Spara in testa al vicino di casa, convalidato l’arresto dell’86enne

Il giudice dispone la custodia cautelare in carcere per l'anziano che nel 1981 si era macchiato di un omicidio in seguito ad un'altra disputa di vicinato e scontò 22 anni

Il gip del tribunale di Siena, Ilaria Cornetti, ha convalidato l’arresto di Luciano Catastini, l’86enne che a San Gimignano nella giornata di domenica 5 aprile, a seguito di un diverbio, ha sparato tre colpi di pistola all’indirizzo del vicino di casa 58enne – A.G, sempre intubato all’ospedale di Careggi in Firenze, in bilico tra la vita e la morte – colpendolo a testa, braccio e sterno. Per l’anziano è stata confermata la misura della custodia cautelare in carcere richiesta dal pm Siro De Flammineis. Il gip non ha ravvisato pericoli per quanto riguarda il pericolo di fuga o l’inquinamento delle prove, ma a pesare c’è la reiterazione del reato, dal momento che l’uomo ha alle spalle un omicidio commesso nel 1981, sempre legato a dispute di vicinato, per il quale fu condannato a 22 anni e 10 mesi di reclusione.

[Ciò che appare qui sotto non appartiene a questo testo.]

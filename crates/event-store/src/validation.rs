//! # Input Validation and Path Security
//!
//! Every event is validated before append: bounded string lengths, no NUL
//! bytes, a control-character budget, an injection-pattern denylist, and
//! structural limits on payload trees. Paths handed to the store are
//! confined to the allowed base directories with traversal and symlink
//! resolution.

use shared_types::{Event, EventBatch, Value, MAX_EVENT_SIZE_BYTES};
use std::path::{Component, Path, PathBuf};
use thiserror::Error;

/// Maximum length for free-form string fields.
pub const MAX_STRING_LENGTH: usize = 1024 * 1024;
/// Maximum length for identifier fields.
pub const MAX_ID_LENGTH: usize = 256;
/// Maximum number of keys in a payload map.
pub const MAX_MAP_KEYS: usize = 1000;
/// Maximum payload nesting depth.
pub const MAX_NESTING_DEPTH: usize = 10;
/// Maximum payload list length.
pub const MAX_LIST_ITEMS: usize = 10_000;
/// Maximum fraction of control characters in a string.
pub const MAX_CONTROL_CHAR_RATIO: f64 = 0.10;

/// Lowercase substrings that are never allowed in string payloads.
const FORBIDDEN_SUBSTRINGS: &[&str] = &[
    "<script",
    "javascript:",
    "vbscript:",
    "data:text/html",
    "eval(",
    "function(",
    "settimeout(",
    "setinterval(",
];

/// Errors from input or path validation.
#[derive(Debug, Error, Clone, PartialEq, Eq)]
pub enum ValidationError {
    /// A string field exceeds its length bound.
    #[error("Field {field} length {length} exceeds limit {limit}")]
    StringTooLong {
        field: &'static str,
        length: usize,
        limit: usize,
    },

    /// A string field is empty where content is required.
    #[error("Field {field} must not be empty")]
    EmptyString { field: &'static str },

    /// A string field contains a NUL byte.
    #[error("Field {field} contains a NUL byte")]
    NulByte { field: &'static str },

    /// A string field exceeds the control-character budget.
    #[error("Field {field} exceeds the control character budget")]
    ExcessControlChars { field: &'static str },

    /// A string field matches the injection denylist.
    #[error("Field {field} matches forbidden pattern {pattern}")]
    ForbiddenPattern {
        field: &'static str,
        pattern: &'static str,
    },

    /// A payload map has too many keys.
    #[error("Field {field} has {count} keys, limit {limit}")]
    TooManyKeys {
        field: &'static str,
        count: usize,
        limit: usize,
    },

    /// A payload tree nests too deeply.
    #[error("Field {field} nests to depth {depth}, limit {limit}")]
    NestingTooDeep {
        field: &'static str,
        depth: usize,
        limit: usize,
    },

    /// A payload list is too long.
    #[error("Field {field} has {length} items, limit {limit}")]
    ListTooLong {
        field: &'static str,
        length: usize,
        limit: usize,
    },

    /// The event exceeds the per-event size bound.
    #[error("Event size {size} exceeds {limit} byte limit")]
    EventTooLarge { size: usize, limit: usize },

    /// Batch-level constraint violated.
    #[error("Batch invalid: {message}")]
    BatchInvalid { message: String },

    /// A path matched a dangerous pattern.
    #[error("Dangerous path pattern detected: {path}")]
    DangerousPath { path: String },

    /// A path escapes the allowed base directories.
    #[error("Path traversal attempt blocked: {path}")]
    PathOutsideAllowed { path: String },
}
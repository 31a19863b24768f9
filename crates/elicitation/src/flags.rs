//! # Feature Flags
//!
//! Persisted JSON flag file maintained by the external rollout
//! controller. The manager honors exactly one thing here: while
//! `emergency_rollback` is set on the elicitation flag, new elicitations
//! are refused. Rollout state is otherwise invisible to the core.

use serde::{Deserialize, Serialize};
use std::collections::BTreeMap;
use std::path::{Path, PathBuf};
use std::sync::RwLock;
use thiserror::Error;
use tracing::{info, warn};

/// Flag gating the elicitation feature itself.
pub const FLAG_ELICITATION_ENABLED: &str = "elicitation_enabled";
/// Flag for the hardened security path.
pub const FLAG_SECURITY_ENHANCED: &str = "elicitation_security_enhanced";
/// Flag deprecating the legacy passive-polling API.
pub const FLAG_WAIT_FOR_MESSAGES_DEPRECATED: &str = "wait_for_messages_deprecated";
/// Flag for performance monitoring hooks.
pub const FLAG_PERFORMANCE_MONITORING: &str = "elicitation_performance_monitoring";
/// Flag for the A/B rollout experiment.
pub const FLAG_AB_TEST: &str = "elicitation_ab_test";

/// Errors from flag persistence.
#[derive(Debug, Error)]
pub enum FeatureFlagError {
    #[error("Flag file I/O failure: {source}")]
    Io {
        #[from]
        source: std::io::Error,
    },

    #[error("Flag file malformed: {message}")]
    Malformed { message: String },
}

/// State of a single flag.
#[derive(Debug, Clone, PartialEq, Serialize, Deserialize)]
pub struct FlagState {
    pub status: String,
    pub rollout_percentage: f64,
    pub updated_at: String,
    pub emergency_rollback: bool,
}

impl Default for FlagState {
    fn default() -> Self {
        Self {
            status: "disabled".to_string(),
            rollout_percentage: 0.0,
            updated_at: String::new(),
            emergency_rollback: false,
        }
    }
}

/// The persisted flag set.
#[derive(Debug, Clone, Default, PartialEq, Serialize, Deserialize)]
pub struct FeatureFlags {
    pub flags: BTreeMap<String, FlagState>,
}

impl FeatureFlags {
    /// Flag set with every known flag present and disabled.
    #[must_use]
    pub fn with_defaults() -> Self {
        let mut flags = BTreeMap::new();
        for name in [
            FLAG_ELICITATION_ENABLED,
            FLAG_SECURITY_ENHANCED,
            FLAG_WAIT_FOR_MESSAGES_DEPRECATED,
            FLAG_PERFORMANCE_MONITORING,
            FLAG_AB_TEST,
        ] {
            flags.insert(name.to_string(), FlagState::default());
        }
        Self { flags }
    }
}

/// Loads and caches the persisted flag file.
pub struct FeatureFlagStore {
    path: PathBuf,
    cached: RwLock<FeatureFlags>,
}

impl FeatureFlagStore {
    /// Load the flag file, falling back to defaults when absent.
    #[must_use]
    pub fn load(path: impl Into<PathBuf>) -> Self {
        let path = path.into();
        let flags = Self::read_file(&path).unwrap_or_else(|error| {
            info!(%error, path = %path.display(), "Flag file unavailable, using defaults");
            FeatureFlags::with_defaults()
        });

        Self {
            path,
            cached: RwLock::new(flags),
        }
    }

    /// Re-read the flag file; keeps the cached state on failure.
    pub fn reload(&self) {
        match Self::read_file(&self.path) {
            Ok(flags) => {
                if let Ok(mut cached) = self.cached.write() {
                    *cached = flags;
                }
            }
            Err(error) => {
                warn!(%error, path = %self.path.display(), "Flag reload failed, keeping cached state");
            }
        }
    }

    /// Whether new elicitations must be refused.
    #[must_use]
    pub fn emergency_rollback_active(&self) -> bool {
        self.cached
            .read()
            .map(|flags| {
                flags
                    .flags
                    .get(FLAG_ELICITATION_ENABLED)
                    .is_some_and(|flag| flag.emergency_rollback)
            })
            .unwrap_or(false)
    }

    /// Current state of one flag.
    #[must_use]
    pub fn flag(&self, name: &str) -> Option<FlagState> {
        self.cached
            .read()
            .ok()
            .and_then(|flags| flags.flags.get(name).cloned())
    }

    /// Persist the given flag set (used by tests and tooling; production
    /// writes come from the rollout controller).
    ///
    /// # Errors
    ///
    /// Returns I/O or serialization failures.
    pub fn save(&self, flags: &FeatureFlags) -> Result<(), FeatureFlagError> {
        let json =
            serde_json::to_vec_pretty(flags).map_err(|e| FeatureFlagError::Malformed {
                message: e.to_string(),
            })?;
        if let Some(parent) = self.path.parent() {
            std::fs::create_dir_all(parent)?;
        }
        std::fs::write(&self.path, json)?;

        if let Ok(mut cached) = self.cached.write() {
            *cached = flags.clone();
        }
        Ok(())
    }

    fn read_file(path: &Path) -> Result<FeatureFlags, FeatureFlagError> {
        let bytes = std::fs::read(path)?;
        serde_json::from_slice(&bytes).map_err(|e| FeatureFlagError::Malformed {
            message: e.to_string(),
        })
    }
}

Le accuse pendenti sono di tentato omicidio, per il momento, detenzione illegale di arma da fuoco e ricettazione, in quanto la pistola che ha fatto fuoco, una vecchia revolver a tamburo di piccolo calibro, sembrerebbe provenire da un furto.

L’udienza di convalida dell’arresto si è tenuta questa mattina, in video conferenza, ed è durata un paio di ore. Catastini, assistito dall’avvocato Manfredi Biotti del foro di Siena, ha risposto a tutte le domande del giudice, fornendo la sua versione dei fatti. Secondo la difesa dell’86enne, il violento gesto sarebbe scaturito in risposta a una sequela di continue molestie ed esasperazioni messe in atto dal 58enne, che, gravato da alcuni problemi psichiatrici, lo avrebbe a un certo punto anche aggredito fisicamente. Difesa dell’accusato che ha sottolineato come, prima di quest’episodio, il comportamento dell’aggressore all’interno delle dinamiche di vicinato sarebbe stato sempre corretto, a confermarlo sono anche le assistenti sociali.

L’anziano dunque resta per il momento in carcere, anche perchè non ha al momento un alloggio dove potere, eventualmente, passare i domiciliari, dato che l’abitazione in via delle Fonti dove si è consumato il fatto – al momento sotto sequestro per ordine della Procura della Repubblica di Siena – è oggetto di procedura di revoca da parte della società che per conto dell’Amministrazione comunale gestisce il complesso abitativo, la Fondazione Territori Sociali Altavaldelsa. Motivazione ufficiale, la “violazione delle norme di comportamento”.